Why are smart meters important to Sense?
For several years in North America, we’ve been deploying our own Sense monitors into people’s homes. It’s the ideal way to hone and perfect the customer experience, but there are limits to this approach: the Sense Home Energy Monitor costs money and it needs to be installed by an electrician. Demand is there but it’s not going to scale to the many millions necessary to make a dent in global emissions. The way to do that is to download our software onto smart meters. In that way, installation is frictionless, consumers don’t pay a penny, and many millions of homes benefit from our technology more readily.
Our expansion globally will progress alongside each country’s smart meter rollout – the next wave in the UK will take place in about three years, Australia and Japan in a year or two, and parts of the Middle East and Europe in the next three or four years.
Tell us about Sense’s partnership with Landis+Gyr.
Our partnership with Landis+Gyr is a great example of how Sense intends to scale. They are one of the largest smart meter manufacturers in the world and they just announced the rollout of nearly two million Sense enabled meters in New York. We anticipate reaching many millions of homes via that key partnership, and others like it.
What about Sense’s other key partnerships?
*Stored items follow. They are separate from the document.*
//! Commit status state

use std::fmt;

use serde::{Deserialize, Serialize};

/// State reported to the code host for one job
#[derive(Debug, Clone, Copy, PartialEq, Eq, Hash, Serialize, Deserialize, Default)]
#[serde(rename_all = "lowercase")]
pub enum CommitStatusState {
    #[default]
    Pending,
    Success,
    Failure,
}

impl CommitStatusState {
    pub fn as_str(&self) -> &'static str {
        match self {
            CommitStatusState::Pending => "pending",
            CommitStatusState::Success => "success",
            CommitStatusState::Failure => "failure",
        }
    }
}

impl fmt::Display for CommitStatusState {
    fn fmt(&self, f: &mut fmt::Formatter<'_>) -> fmt::Result {
        f.write_str(self.as_str())
    }
}
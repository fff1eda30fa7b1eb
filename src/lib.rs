//! # Pipeline Status
//!
//! Commit-status reconciliation for pipeline executions triggered by
//! source-control events.
//!
//! ## Features
//!
//! - **Job status resolution** - Map a pipeline execution's task/run records to
//!   a pending, success or failure state per declared job
//! - **Description codec** - Embed a base commit SHA in a length-bounded status
//!   description and recover it on the next reconciliation pass
//! - **Per-backend budgets** - Description limits configured per code host
//!
//! Everything here is pure: no I/O beyond the optional file loaders, no
//! shared state. Callers own the reconcile loop and the HTTP client.
//!
//! ## Quick Start
//!
//! ```rust
//! use pipeline_status::prelude::*;
//!
//! let snapshot: PipelineExecutionSnapshot = serde_yaml::from_str(r#"
//! taskRuns:
//!   pr-42-build-x7k2p:
//!     pipelineTaskName: build
//!     status:
//!       startTime: "2021-06-01T10:00:00Z"
//!       conditions:
//!         - status: "Unknown"
//! "#).unwrap();
//!
//! let job = JobDefinition::new("build");
//! let status = StatusResolver::resolve_job(&snapshot, &job);
//! assert_eq!(status.state, CommitStatusState::Pending);
//!
//! let codec = DescriptionCodec::default();
//! let report = status.to_report(&codec, "2641c89aac959fb804ec6f2a4a22e129f4ac4900");
//! assert_eq!(
//!     codec.parse_base_sha(&report.description),
//!     Some("2641c89aac959fb804ec6f2a4a22e129f4ac4900")
//! );
//! ```

pub mod description;
pub mod pipeline;
pub mod status;

// Re-export main types
pub use description::{append_base_sha, parse_base_sha, CodecConfig, CodecError, DescriptionCodec};
pub use pipeline::{
    Condition, ConditionStatus, ExecutionKind, ExecutionStatus, IntegrationJobs, JobDefinition,
    JobKind, LoadError, Observation, PipelineExecutionSnapshot, RunExecution, SnapshotLoader,
    StatusConfig, SubExecution, TaskExecution,
};
pub use status::{CommitStatusState, JobStatus, StatusReport, StatusResolver};

/// Prelude module for convenient imports
pub mod prelude {
    pub use crate::description::{append_base_sha, parse_base_sha, CodecConfig, DescriptionCodec};
    pub use crate::pipeline::{
        Condition, ConditionStatus, IntegrationJobs, JobDefinition, JobKind, LoadError,
        PipelineExecutionSnapshot, RunExecution, SnapshotLoader, StatusConfig, TaskExecution,
    };
    pub use crate::status::{CommitStatusState, JobStatus, StatusReport, StatusResolver};
}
Schneider Electric is also a key partner, as one of the world’s largest suppliers of electrical infrastructure. They are now shipping their next generation Wiser Energy Centre (akin to an electrical consumer panel) with Sense integrated inside.
What are the trends in the utility industry that are driving Sense’s growth?
There are three really interesting trends: digitalisation, decarbonisation and next gen smart meters.
The first trend is decarbonisation. We won’t hit net zero unless we deal with the 20% of global emissions from domestic homes; and the recent COP26 added new impetus to this. This is where Sense can step in. We can reduce domestic electricity consumption by up to 25%, so we have a huge role to play here.
The second is digitalisation. Our lives are now digitised and they are run from our smartphones. That trend is fully global now. People can run their finances from their phone, so why not their homes too? It’s incongruous that the energy industry should still use analogue methods when engaging with tech savvy consumers. Energy consumers are increasingly participating in a dynamic energy ecosystem, part of a trend with modern day consumers now being seen as “omnisumers.” Only via an intelligently designed digital experience can omnisumers be engaged and successfully participate in reducing emissions.
The third trend is next-gen smart meters. Perhaps less prominent than the first two mega-trends but equally relevant is the next wave of smart meter rollouts. Nearly a billion smart meters have been deployed around the world already. Unfortunately, first generation meters have really struggled to deliver on their promise of reducing consumption and a smarter grid because, in truth, they were never really smart. But aided and abetted by Moore’s law and the preeminent needs of the energy transition, this is changing.
To fund second wave deployments, smart meters need to do far more. They need to be a revenue centre as well as a cost centre. They need to be future proofed for the next 15 years, able to reduce consumption, shift demand, accelerate the energy transition, and reduce the costs of running the grid. It will no longer be about producing the cheapest kit possible to meet the minimum technical spec. The smart meter business case will be far richer.
Next generation meters will be able to run Sense software, so suppliers and grid operators will have the economics to bring real-time load disaggregation and the full panoply of our capabilities to their entire customer base. It’s a little like the introduction of the smartphone. Until the right hardware was in place, people struggled to believe how powerful that little device could be. We are on the cusp of the same moment in the home. It’s an incredibly exciting time, and I’m pleased to say Sense is playing a leading role.